Help Centers Monday-Friday 2:30-6:30 in MC 106 have started.

Lecture notes (this page) available from course web page by clicking on our class times.

## Partial review of last lecture:

### Lines in $\R^2$ and $\R^3$

The vector form of the equation for a line $\ell$ is: $$\vx = \vp + t \vd ,$$ where $\vp$ is the position vector of a chosen point on the line, $\vd$ is a vector parallel to the line, and $t \in \R$.

If we expand the vector form into components, we get the parametric form of the equations for $\ell$: \begin{aligned} x &= p_1 + t d_1\\ y &= p_2 + t d_2\\ ( z &= p_3 + t d_3 \quad \text{if we are in \R^3}) \end{aligned}

### Lines in $\R^2$

For a line in $\R^2$, there are additional ways to describe a line.

The normal form of the equation for $\ell$ is: $$\vn \cdot (\vx - \vp) = 0 \quad\text{or}\quad \vn \cdot \vx = \vn \cdot \vp ,$$ where $\vn$ is a vector that is normal = perpendicular to $\ell$.

If we write this out in components, with $\vn = [a, b]$, we get the general form of the equation for $\ell$: $$a x + b y = c,$$ where $c = \vn \cdot \vp$. When $b \neq 0$, this can be rewritten as $y = m x + k$, where $m = -a/b$ and $k=c/b$.

Note: All of these simplify when the line goes through the origin, as then you can take $\vp = \vec 0$.

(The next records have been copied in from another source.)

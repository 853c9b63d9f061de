use crate::Width;

const CONTINUE: u8 = 1 << 7;
const SKIP: u8 = 1 << 6;

/// OK opcode
///
/// In the stack diagrams below, `a` is popped last and `b` is popped first
/// (i.e. `b` is on top of the stack).  Every value is `width` bytes unless
/// noted otherwise; `W` is the machine word width.
#[derive(Copy, Clone, Debug, PartialEq, Eq)]
#[repr(u8)]
pub enum Opcode {
    /// Add
    ///
    /// ```text
    /// ADD a b -- a+b
    /// ```
    ///
    /// The sum wraps at the operand width.
    Add = 0x0,

    /// And
    ///
    /// ```text
    /// AND a b -- a&b
    /// ```
    And = 0x1,

    /// Exclusive Or
    ///
    /// ```text
    /// XOR a b -- a^b
    /// ```
    Xor = 0x2,

    /// Shift
    ///
    /// ```text
    /// SFT a shift8 -- c
    /// ```
    ///
    /// Shifts `a` right by the low nibble of the control byte, then left by the
    /// high nibble.  The result is truncated to the operand width.
    Sft = 0x3,

    /// Swap
    ///
    /// ```text
    /// SWP a b -- b a
    /// ```
    Swp = 0x4,

    /// Compare
    ///
    /// ```text
    /// CMP a b -- c8
    /// ```
    ///
    /// Pushes a single byte: `01` if `a > b`, `ff` if `a < b`, `00` otherwise.
    Cmp = 0x5,

    /// Store
    ///
    /// ```text
    /// STR v addrW --
    /// ```
    ///
    /// Writes `v` to RAM at `addr`, most significant byte first.
    Str = 0x6,

    /// Load
    ///
    /// ```text
    /// LOD addrW -- v
    /// ```
    Lod = 0x7,

    /// Duplicate
    ///
    /// ```text
    /// DUP a -- a a
    /// ```
    Dup = 0x8,

    /// Drop
    ///
    /// ```text
    /// DRP a --
    /// ```
    Drp = 0x9,

    /// Push to the return stack
    ///
    /// ```text
    /// PSH a -- | -- a
    /// ```
    Psh = 0xa,

    /// Pop from the return stack
    ///
    /// ```text
    /// POP -- a | a --
    /// ```
    Pop = 0xb,

    /// Jump
    ///
    /// ```text
    /// JMP addr --
    /// ```
    ///
    /// Moves the program counter to an absolute address.
    Jmp = 0xc,

    /// Literal
    ///
    /// ```text
    /// LIT -- a
    /// ```
    ///
    /// Pushes the next `width` bytes of ROM, in stream order, and moves the
    /// program counter past them.
    ///
    /// ```text
    /// LIT2 09 15      ( 09 15 )
    /// ```
    Lit = 0xd,

    /// Device interrupt
    ///
    /// ```text
    /// INT s0 .. sN -- r0 .. rN
    /// ```
    ///
    /// Pops `width` selector bytes, then runs each device in the order that
    /// its selector was popped, pushing the result byte.
    Int = 0xe,

    /// System information
    ///
    /// Consumes nothing; the width code selects what is pushed:
    /// `0` is the data stack pointer, `1` is the return stack pointer, `2` is
    /// the address of this instruction (a `W`-byte value), and `3` is `W`.
    Sys = 0xf,
}

impl From<u8> for Opcode {
    /// Decodes the low nibble of an instruction byte
    fn from(i: u8) -> Self {
        match i & 0xf {
            0x0 => Opcode::Add,
            0x1 => Opcode::And,
            0x2 => Opcode::Xor,
            0x3 => Opcode::Sft,
            0x4 => Opcode::Swp,
            0x5 => Opcode::Cmp,
            0x6 => Opcode::Str,
            0x7 => Opcode::Lod,
            0x8 => Opcode::Dup,
            0x9 => Opcode::Drp,
            0xa => Opcode::Psh,
            0xb => Opcode::Pop,
            0xc => Opcode::Jmp,
            0xd => Opcode::Lit,
            0xe => Opcode::Int,
            _ => Opcode::Sys,
        }
    }
}

impl Opcode {
    /// Returns the three-letter mnemonic
    pub fn mnemonic(self) -> &'static str {
        match self {
            Opcode::Add => "ADD",
            Opcode::And => "AND",
            Opcode::Xor => "XOR",
            Opcode::Sft => "SFT",
            Opcode::Swp => "SWP",
            Opcode::Cmp => "CMP",
            Opcode::Str => "STR",
            Opcode::Lod => "LOD",
            Opcode::Dup => "DUP",
            Opcode::Drp => "DRP",
            Opcode::Psh => "PSH",
            Opcode::Pop => "POP",
            Opcode::Jmp => "JMP",
            Opcode::Lit => "LIT",
            Opcode::Int => "INT",
            Opcode::Sys => "SYS",
        }
    }
}

impl core::fmt::Display for Opcode {
    fn fmt(&self, f: &mut core::fmt::Formatter<'_>) -> core::fmt::Result {
        f.write_str(self.mnemonic())
    }
}

/// A decoded instruction byte
///
/// ```text
/// bit  7   6   5 4   3 2 1 0
///      c   s   w w   o o o o
/// ```
///
/// `c` is the continuation bit (clear means halt), `s` is the skip flag, `ww`
/// is the operand width code (width = code + 1 bytes), and `oooo` is the
/// [`Opcode`].
#[derive(Copy, Clone, Debug, PartialEq, Eq)]
pub struct Instruction {
    /// The continuation bit is clear; the opcode is not executed
    pub halt: bool,

    /// Pop a condition byte first, and only execute if it is nonzero
    pub skip: bool,

    /// Operand width
    pub width: Width,

    /// Operation to execute
    pub opcode: Opcode,
}

impl Instruction {
    /// The canonical halt instruction
    pub const HALT: u8 = 0x00;

    /// Builds a (non-halting, unconditional) instruction
    pub const fn new(opcode: Opcode, width: Width) -> Self {
        Self {
            halt: false,
            skip: false,
            width,
            opcode,
        }
    }

    /// Sets the skip flag
    pub const fn skip(self) -> Self {
        Self { skip: true, ..self }
    }

    /// Encodes the instruction as a byte
    pub const fn encode(self) -> u8 {
        let mut out = self.opcode as u8 | (self.width.code() << 4);
        if !self.halt {
            out |= CONTINUE;
        }
        if self.skip {
            out |= SKIP;
        }
        out
    }
}

impl From<u8> for Instruction {
    fn from(i: u8) -> Self {
        Self {
            halt: i & CONTINUE == 0,
            skip: i & SKIP != 0,
            width: Width::from_code(i >> 4),
            opcode: Opcode::from(i),
        }
    }
}

impl From<Instruction> for u8 {
    fn from(i: Instruction) -> u8 {
        i.encode()
    }
}

impl core::fmt::Display for Instruction {
    fn fmt(&self, f: &mut core::fmt::Formatter<'_>) -> core::fmt::Result {
        if self.halt {
            return f.write_str("HALT");
        }
        if self.skip {
            f.write_str("?")?;
        }
        write!(f, "{}{}", self.opcode, self.width)
    }
}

Note: None of these equations is unique, as $\vp$, $\vd$ and $\vn$ can all change. The general form is closest to being unique: it is unique up to an overall scale factor.

### Lines in $\R^3$

There are also normal and general forms of equations for a line in $\R^3$, which I won't review here.

### Planes in $\R^3$

Normal form: $$\vn \cdot (\vx - \vp) = 0 \quad\text{or}\quad \vn \cdot \vx = \vn \cdot \vp .$$ When expanded into components, it gives the general form: $$a x + b y + c z = d,$$ where $\vn = [a, b, c]$ and $d = \vn \cdot \vp$.

Vector form: You need to specify a point $\vp$ in the plane as well as two vectors $\vu$ and $\vv$ which are parallel to the plane but not parallel to each other. $$\vx = \vp + s \vu + t \vv$$ When expanded into components, this gives the parametric equations for a plane: \begin{aligned} x &= p_1 + s u_1 + t v_1\\ y &= p_2 + s u_2 + t v_2\\ z &= p_3 + s u_3 + t v_3 . \end{aligned} Table 1.3 in the text summarizes this material nicely.

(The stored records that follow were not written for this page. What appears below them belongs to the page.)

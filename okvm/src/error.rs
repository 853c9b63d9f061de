use crate::Width;
use thiserror::Error;

/// Failure to build a VM from a ROM image
#[derive(Debug, Error)]
pub enum LoadError {
    /// The image does not fit in ROM
    #[error("ROM image is {len} bytes, but ROM only holds {capacity} bytes")]
    TooLarge {
        /// Length of the image
        len: usize,
        /// Size of ROM
        capacity: usize,
    },

    /// Memory with this word width is too large for the host
    #[error("{0}-byte memory is not addressable on this host")]
    Unaddressable(Width),

    /// The host could not allocate RAM or ROM
    #[error("could not allocate {size} bytes of VM memory")]
    OutOfMemory {
        /// Size of the failed allocation
        size: usize,
    },

    /// The ROM file could not be read
    #[cfg(feature = "std")]
    #[error("could not read ROM file")]
    Io(#[from] std::io::Error),
}

/// Failure to install a device
///
/// A failed registration leaves existing registrations untouched.
#[derive(Debug, Error, Copy, Clone, PartialEq, Eq)]
pub enum RegistrationError {
    /// All device slots are in use
    #[error("device table is full ({} devices)", crate::MAX_DEVICES)]
    Full,

    /// Another device is already registered with this selector
    #[error("selector {0:#04x} is already registered")]
    Duplicate(u8),

    /// Devices can only be registered before the VM starts
    #[error("cannot register devices after the VM has started")]
    Started,
}

/// Runtime fault, which drives the VM into [`Status::Panic`](crate::Status)
#[derive(Debug, Error, Copy, Clone, PartialEq, Eq)]
pub enum Fault {
    /// A device interrupt named a selector with no registered device
    #[error("no device registered for selector {0:#04x}")]
    UnknownDevice(u8),
}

It may seem like there are lots of different forms, but really there are two: vector and normal, and these can be expanded into components to give the parametric and general forms.

Example: Find all four forms of the equations for the plane in $\R^3$ which goes through the point $P = (1, 2, 0)$ and has normal vector $\vn = [2, 1, -1]$.

Solution: For $\vp = [1,2,0]$ and $\vn = [2, 1, -1]$, the normal form is $$\vn \cdot \vx = \vn \cdot \vp = 4 .$$ The general form is $$2 x + y - z = 4 .$$ To get the vector form, we need two vectors parallel to the plane, so we need two vectors perpendicular to $\vn$. Can get these by trial and error, for example, $\vu = [-1, 2, 0]$ and $\vv = [0, 1, 1]$. Then the vector form is $$\vx = \vp + s \vu + t \vv .$$ Expanding into components gives the parametric form: \begin{aligned} x &= 1 - s\\ y &= 2 + 2 s + t \\ z &= \phantom{2 + 2 s + }\, t . \end{aligned} You can also find parallel vectors by finding two other points $Q$ and $R$ in the plane and then taking $\vu = \vec{PQ}$ and $\vv = \vec{PR}$ (see below). If $\vu$ and $\vv$ are parallel, you need to try again.

## New material

Example: Find all four forms of the equations for the plane in $\R^3$ which goes through the points $P = (1, 1, 0)$, $Q = (0, 1, 2)$ and $R = (-1, 2, 1)$. Solution on whiteboard.

### Cross products (Exploration after Section 1.3)

Given vectors $\vu$ and $\vv$ in $\R^3$, we would like a way to produce a new vector that is orthgonal to both $\vu$ and $\vv$. The cross product does this.

Definition: The cross product of $\vu$ and $\vv$ is the vector $$\vu \times \vv := [ u_2 v_3 - u_3 v_2,\ u_3 v_1 - u_1 v_3,\ u_1 v_2 - u_2 v_1].$$

Theorem: $\vu \times \vv$ is orthogonal to both $\vu$ and $\vv$. That is, $\vu \cdot ( \vu \times \vv ) = 0$ and $\vv \cdot ( \vu \times \vv ) = 0$.
Explain on whiteboard.

Note: This only works in $\R^3$!

Can now finish the previous example.

### Distance from a point to a line (back to Section 1.3)

Recall the formula for the projection of $\vv$ onto $\vu$: $$\proj_{\vu}(\vv) = \left( \frac{\vu \cdot \vv}{\vu \cdot \vu} \right) \vu .$$ Applets for exploring projections: javascript (doesn't work under firefox), or Java.

Example: Find the distance from the point $B = (1,3,6)$ to the line through $P = (1, 1, 0)$ in the direction $\vd = [0,-1,1]$. Solution on whiteboard, leading to $d(B, \ell) = \| \vv - \proj_\vd(\vv) \| = 4\sqrt{2}$, where $\vv = \vec{PB}$.

If the line was in $\R^2$ and had been described in normal form, one could instead compute $\| \proj_\vn(\vv) \|$, which saves one step.

### Distance from a point to a plane

Example: Find the distance from the point $B = (1,3,6)$ to the plane $\mathcal{P}$ whose equation is $2x + y - z = 2$. Solution on whiteboard, leading to $$d(B, \mathcal{P}) = \| \proj_\vn(\vv) \| = \frac{|\vn \cdot \vv|}{\|\vn\|} = |-3|/\sqrt{6} = 3/\sqrt{6} .$$